──────── EXTRACTED MATERIAL
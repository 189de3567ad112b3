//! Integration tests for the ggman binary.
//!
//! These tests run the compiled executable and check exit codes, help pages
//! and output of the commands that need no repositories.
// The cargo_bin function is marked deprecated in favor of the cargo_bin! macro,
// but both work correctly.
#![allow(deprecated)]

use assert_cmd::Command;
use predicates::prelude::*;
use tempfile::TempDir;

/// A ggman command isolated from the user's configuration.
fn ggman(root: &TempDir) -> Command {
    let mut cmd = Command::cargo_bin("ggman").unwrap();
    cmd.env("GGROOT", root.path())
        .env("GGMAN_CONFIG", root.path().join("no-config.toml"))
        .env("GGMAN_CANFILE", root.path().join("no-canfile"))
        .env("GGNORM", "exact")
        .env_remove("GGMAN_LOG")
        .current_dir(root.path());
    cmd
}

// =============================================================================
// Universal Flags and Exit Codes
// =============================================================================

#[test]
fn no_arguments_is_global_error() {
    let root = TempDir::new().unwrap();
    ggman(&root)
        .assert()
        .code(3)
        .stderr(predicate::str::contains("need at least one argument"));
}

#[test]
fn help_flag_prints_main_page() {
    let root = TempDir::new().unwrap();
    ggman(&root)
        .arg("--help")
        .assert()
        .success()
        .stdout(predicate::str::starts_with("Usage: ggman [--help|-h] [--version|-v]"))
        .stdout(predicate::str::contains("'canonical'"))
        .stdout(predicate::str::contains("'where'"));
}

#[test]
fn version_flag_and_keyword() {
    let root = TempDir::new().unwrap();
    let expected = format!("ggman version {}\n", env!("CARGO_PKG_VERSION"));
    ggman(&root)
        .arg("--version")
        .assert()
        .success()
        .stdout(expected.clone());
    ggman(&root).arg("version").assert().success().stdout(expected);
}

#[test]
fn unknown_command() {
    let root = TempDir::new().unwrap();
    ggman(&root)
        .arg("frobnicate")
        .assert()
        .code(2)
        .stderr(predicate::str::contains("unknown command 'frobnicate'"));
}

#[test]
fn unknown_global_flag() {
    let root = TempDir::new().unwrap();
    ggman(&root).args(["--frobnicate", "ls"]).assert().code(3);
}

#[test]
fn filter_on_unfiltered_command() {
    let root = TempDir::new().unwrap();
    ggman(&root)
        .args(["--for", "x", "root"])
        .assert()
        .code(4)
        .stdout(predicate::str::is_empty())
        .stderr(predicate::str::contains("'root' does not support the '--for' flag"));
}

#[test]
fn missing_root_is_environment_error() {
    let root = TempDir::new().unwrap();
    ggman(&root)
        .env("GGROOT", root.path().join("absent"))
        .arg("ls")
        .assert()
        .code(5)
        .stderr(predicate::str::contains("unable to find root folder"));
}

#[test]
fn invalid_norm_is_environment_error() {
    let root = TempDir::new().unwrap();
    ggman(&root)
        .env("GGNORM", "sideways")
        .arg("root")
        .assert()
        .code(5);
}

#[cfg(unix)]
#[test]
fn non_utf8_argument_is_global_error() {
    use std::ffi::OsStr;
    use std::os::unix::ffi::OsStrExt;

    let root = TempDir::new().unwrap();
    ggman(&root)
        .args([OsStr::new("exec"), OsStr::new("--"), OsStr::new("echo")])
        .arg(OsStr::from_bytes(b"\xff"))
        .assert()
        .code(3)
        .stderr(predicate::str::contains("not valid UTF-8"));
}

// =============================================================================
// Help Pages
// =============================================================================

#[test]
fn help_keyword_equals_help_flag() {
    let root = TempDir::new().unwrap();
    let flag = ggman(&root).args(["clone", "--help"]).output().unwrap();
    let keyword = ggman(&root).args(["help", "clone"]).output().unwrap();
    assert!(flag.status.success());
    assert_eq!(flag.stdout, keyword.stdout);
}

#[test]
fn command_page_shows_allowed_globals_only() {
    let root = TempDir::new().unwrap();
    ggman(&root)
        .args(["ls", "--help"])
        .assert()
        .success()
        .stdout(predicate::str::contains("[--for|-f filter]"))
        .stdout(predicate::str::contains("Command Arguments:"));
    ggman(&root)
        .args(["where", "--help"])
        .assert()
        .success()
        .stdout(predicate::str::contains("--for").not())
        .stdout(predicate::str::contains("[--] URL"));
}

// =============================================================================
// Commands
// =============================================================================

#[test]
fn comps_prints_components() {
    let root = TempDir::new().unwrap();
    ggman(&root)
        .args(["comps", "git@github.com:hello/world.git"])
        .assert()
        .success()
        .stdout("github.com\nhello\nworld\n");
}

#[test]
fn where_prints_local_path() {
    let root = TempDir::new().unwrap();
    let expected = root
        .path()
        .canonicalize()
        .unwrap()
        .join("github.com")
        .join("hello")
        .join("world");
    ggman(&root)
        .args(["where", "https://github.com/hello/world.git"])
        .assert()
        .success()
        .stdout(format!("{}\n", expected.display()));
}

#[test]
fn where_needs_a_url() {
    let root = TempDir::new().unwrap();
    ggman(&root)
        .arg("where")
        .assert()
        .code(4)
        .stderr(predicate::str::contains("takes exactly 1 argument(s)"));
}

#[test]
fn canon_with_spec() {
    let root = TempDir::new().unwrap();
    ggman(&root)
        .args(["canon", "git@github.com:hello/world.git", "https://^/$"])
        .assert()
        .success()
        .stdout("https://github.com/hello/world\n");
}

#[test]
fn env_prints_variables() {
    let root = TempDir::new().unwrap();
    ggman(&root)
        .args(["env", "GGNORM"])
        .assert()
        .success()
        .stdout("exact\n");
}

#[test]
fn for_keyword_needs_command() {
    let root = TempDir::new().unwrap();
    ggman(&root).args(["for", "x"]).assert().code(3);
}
────────────────
──────── EXTRACTED MATERIAL
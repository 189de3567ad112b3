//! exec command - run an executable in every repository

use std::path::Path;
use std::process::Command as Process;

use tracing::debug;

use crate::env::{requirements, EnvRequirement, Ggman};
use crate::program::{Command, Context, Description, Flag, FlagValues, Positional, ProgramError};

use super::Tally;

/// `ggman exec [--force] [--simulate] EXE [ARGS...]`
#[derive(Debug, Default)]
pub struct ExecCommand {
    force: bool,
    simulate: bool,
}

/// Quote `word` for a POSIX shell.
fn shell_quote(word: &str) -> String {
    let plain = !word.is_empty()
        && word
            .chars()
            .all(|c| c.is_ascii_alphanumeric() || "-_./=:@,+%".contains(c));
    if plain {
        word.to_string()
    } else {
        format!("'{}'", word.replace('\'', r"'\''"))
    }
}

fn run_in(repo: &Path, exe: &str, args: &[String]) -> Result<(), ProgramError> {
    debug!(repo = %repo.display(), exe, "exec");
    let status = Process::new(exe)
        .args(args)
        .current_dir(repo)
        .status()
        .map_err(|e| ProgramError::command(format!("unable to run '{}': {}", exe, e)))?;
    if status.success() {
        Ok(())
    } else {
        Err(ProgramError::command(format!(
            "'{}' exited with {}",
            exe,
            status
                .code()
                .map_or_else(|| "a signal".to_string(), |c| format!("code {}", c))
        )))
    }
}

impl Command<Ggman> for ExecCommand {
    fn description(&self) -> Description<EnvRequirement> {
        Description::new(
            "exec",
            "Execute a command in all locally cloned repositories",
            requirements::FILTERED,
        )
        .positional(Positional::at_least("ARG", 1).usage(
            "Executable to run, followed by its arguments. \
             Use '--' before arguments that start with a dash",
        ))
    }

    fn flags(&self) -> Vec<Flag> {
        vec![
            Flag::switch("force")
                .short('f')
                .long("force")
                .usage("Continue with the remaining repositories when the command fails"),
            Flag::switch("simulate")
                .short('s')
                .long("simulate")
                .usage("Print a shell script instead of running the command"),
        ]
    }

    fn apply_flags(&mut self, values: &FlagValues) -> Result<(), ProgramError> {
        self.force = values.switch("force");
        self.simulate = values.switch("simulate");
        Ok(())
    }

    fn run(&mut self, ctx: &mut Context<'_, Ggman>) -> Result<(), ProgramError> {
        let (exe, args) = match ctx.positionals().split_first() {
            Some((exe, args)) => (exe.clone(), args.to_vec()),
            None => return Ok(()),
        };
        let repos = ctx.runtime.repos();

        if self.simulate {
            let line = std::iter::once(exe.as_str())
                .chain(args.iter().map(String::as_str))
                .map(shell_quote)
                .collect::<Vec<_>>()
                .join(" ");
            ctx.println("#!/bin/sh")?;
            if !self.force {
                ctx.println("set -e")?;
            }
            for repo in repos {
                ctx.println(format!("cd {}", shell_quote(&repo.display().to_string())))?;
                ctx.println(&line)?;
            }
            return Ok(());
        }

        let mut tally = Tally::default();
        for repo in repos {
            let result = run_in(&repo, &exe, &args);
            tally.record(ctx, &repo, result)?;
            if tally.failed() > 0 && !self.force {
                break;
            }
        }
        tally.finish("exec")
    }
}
────────────────
_PROMPT:_ Find each line holding the string "FlagValues" in the listing above, then copy it.

_SOLUTION TO THIS EXERCISE:_
use crate::program::{Command, Context, Description, Flag, FlagValues, Positional, ProgramError};
    fn apply_flags(&mut self, values: &FlagValues) -> Result<(), ProgramError> {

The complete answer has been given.